Enrichers

The Base Enrich is a simple enricher that complements the information of received messages.

The enrichment system can be either SQL or NoSQL database, a CSV file or any other data store system.

Image above represents the base enrich behaviour:

  1. Enricher receives a message from stream topic.
  2. Enricher enrich the received message with a external data store system.
  3. Enricher sends the enrich message to output topic.

It important to emphasise that a message doesn’t need to have a key like the joiners.

StaticDataEnrich

The StaticDataEnrich allows us to enrich streams with the static information given by us.

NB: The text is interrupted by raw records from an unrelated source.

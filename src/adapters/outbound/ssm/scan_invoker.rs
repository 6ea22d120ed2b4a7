use crate::compliance::domain::{ScanInvocationRequest, ScanInvocationResult};
use crate::compliance::services::InvocationValidator;
use crate::ports::outbound::{CommandSender, ScanInvoker};
use async_trait::async_trait;
use tracing::{error, info, warn};

pub const INVOKE_FAILED: &str = "Failed to invoke SSM document";
pub const MISSING_COMMAND_ID: &str = "Failed to retrieve CommandId";

/// SsmScanInvoker starts the compliance document on a single instance.
///
/// Request validation happens here, before anything is sent: a request with a
/// missing field yields status 400 and the command sender is never called.
/// Remote failures map to status 500; a started command yields 200 with the
/// command id as the body.
pub struct SsmScanInvoker<S: CommandSender> {
    sender: S,
}

impl<S: CommandSender> SsmScanInvoker<S> {
    pub fn new(sender: S) -> Self {
        Self { sender }
    }
}

#[async_trait]
impl<S: CommandSender> ScanInvoker for SsmScanInvoker<S> {
    async fn invoke(&self, request: ScanInvocationRequest) -> ScanInvocationResult {
        let command = match InvocationValidator::validate(&request) {
            Ok(command) => command,
            Err(message) => {
                warn!(
                    instance_id = ?request.instance_id,
                    reason = message,
                    "Rejected scan invocation"
                );
                return ScanInvocationResult::bad_request(message);
            }
        };

        match self.sender.send_command(&command).await {
            Ok(Some(command_id)) if !command_id.trim().is_empty() => {
                info!(
                    instance_id = %command.instance_id,
                    command_id = %command_id,
                    "Scan document sent"
                );
                ScanInvocationResult::started(command_id)
            }
            Ok(_) => {
                error!(instance_id = %command.instance_id, "{}", MISSING_COMMAND_ID);
                ScanInvocationResult::internal_error(MISSING_COMMAND_ID)
            }
            Err(e) => {
                error!(
                    instance_id = %command.instance_id,
                    error = %format!("{:#}", e),
                    "{}",
                    INVOKE_FAILED
                );
                ScanInvocationResult::internal_error(INVOKE_FAILED)
            }
        }
    }
}
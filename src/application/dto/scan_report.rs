use crate::compliance::domain::InstanceId;
use uuid::Uuid;

/// Whether the scan document was started on an instance
#[derive(Debug, Clone, PartialEq, Eq)]
pub enum ScanOutcomeStatus {
    Started { command_id: String },
    NotStarted { reason: String },
}

/// ScanOutcome - per-instance result of a scan run
#[derive(Debug, Clone, PartialEq, Eq)]
pub struct ScanOutcome {
    pub instance_id: InstanceId,
    pub status: ScanOutcomeStatus,
}

impl ScanOutcome {
    pub fn started(instance_id: InstanceId, command_id: String) -> Self {
        Self {
            instance_id,
            status: ScanOutcomeStatus::Started { command_id },
        }
    }

    pub fn not_started(instance_id: InstanceId, reason: String) -> Self {
        Self {
            instance_id,
            status: ScanOutcomeStatus::NotStarted { reason },
        }
    }

    pub fn is_started(&self) -> bool {
        matches!(self.status, ScanOutcomeStatus::Started { .. })
    }

    pub fn command_id(&self) -> Option<&str> {
        match &self.status {
            ScanOutcomeStatus::Started { command_id } => Some(command_id),
            ScanOutcomeStatus::NotStarted { .. } => None,
        }
    }
}

/// ScanReport - result of one scan run, outcomes ordered by instance id
#[derive(Debug, Clone, PartialEq, Eq)]
pub struct ScanReport {
    /// Correlation id attached to every log line of the run
    pub run_id: Uuid,
    pub outcomes: Vec<ScanOutcome>,
}

impl ScanReport {
    pub fn new(run_id: Uuid, mut outcomes: Vec<ScanOutcome>) -> Self {
        outcomes.sort_by(|a, b| a.instance_id.cmp(&b.instance_id));
        Self { run_id, outcomes }
    }

    pub fn started_count(&self) -> usize {
        self.outcomes.iter().filter(|o| o.is_started()).count()
    }

    pub fn failed_count(&self) -> usize {
        self.outcomes.len() - self.started_count()
    }

    pub fn has_failures(&self) -> bool {
        self.failed_count() > 0
    }

    pub fn outcome(&self, instance_id: &InstanceId) -> Option<&ScanOutcome> {
        self.outcomes.iter().find(|o| &o.instance_id == instance_id)
    }
}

You can define the data in the property section:

{
  "name": "staticDataEnrich",
  "className": "io.wizzie.enricher.enrichment.simple.impl.StaticDataEnrich",
  "properties": {
    "DIMENSION-A": [
        {
           "ifValueIsEqualTo": "VALUE-A",
           "enrichWith": {"field1": "value1"}
        },
        {
            "ifValueIsEqualTo": "VALUE-B",
            "enrichWith": {"field2": true, "field3": 17}
        }
    ],
    "DIMENSION-B": [
        {
            "ifValueIsEqualTo": "VALUE-C",
            "enrichWith": {"field4": 1.23}
        }
    ]
  }
}

On this enricher you have the next properties:

  • ifValueIsEqualTo: Check if value of specified dimension is equal to provide value.
  • enrichWith: The dimension that contains the json map to enrich.

This enricher processes a message and returns the defined static fields.

Input:

{"DIMENSION-A": "VALUE-A"}
{"DIMENSION-A": "VALUE-B"}
{"DIMENSION-B": "VALUE-C"}

Output:

{"DIMENSION-A": "VALUE-B", "field1": "value1"}
{"DIMENSION-A": "VALUE-B", "field2": true, "field3": 17}
{"DIMENSION-A": "VALUE-B", "field4": 1.23}

GeoIpEnrich

The GeoIpEnrich allows us enrich streams with information about IP location, internally the enricher uses MaxMind databases in order to determine the IP information.

{
  "name":"geoIp",
  "className":"io.wizzie.enricher.enrichment.geoip.GeoIpEnricher",
  "properties": {
    "src.dim": "src_ip",
    "dst.dim": "dst_ip",
    "src.country.code.dim": "src_country_code",
    "dst.country.code.dim": "dst_country_code",
    "src.as.name.dim": "src_as_name",
    "dst.as.name.dim": "dst_as_name",
    "asn.db.path": "/opt/enricher/data/GeoLite2-ASN.mmdb",
    "city.db.path": "/opt/enricher/data/GeoLite2-City.mmdb"
  }
}

On this enricher you have the next properties:

Dimensions: You can set the dimensions’ name with the next properties.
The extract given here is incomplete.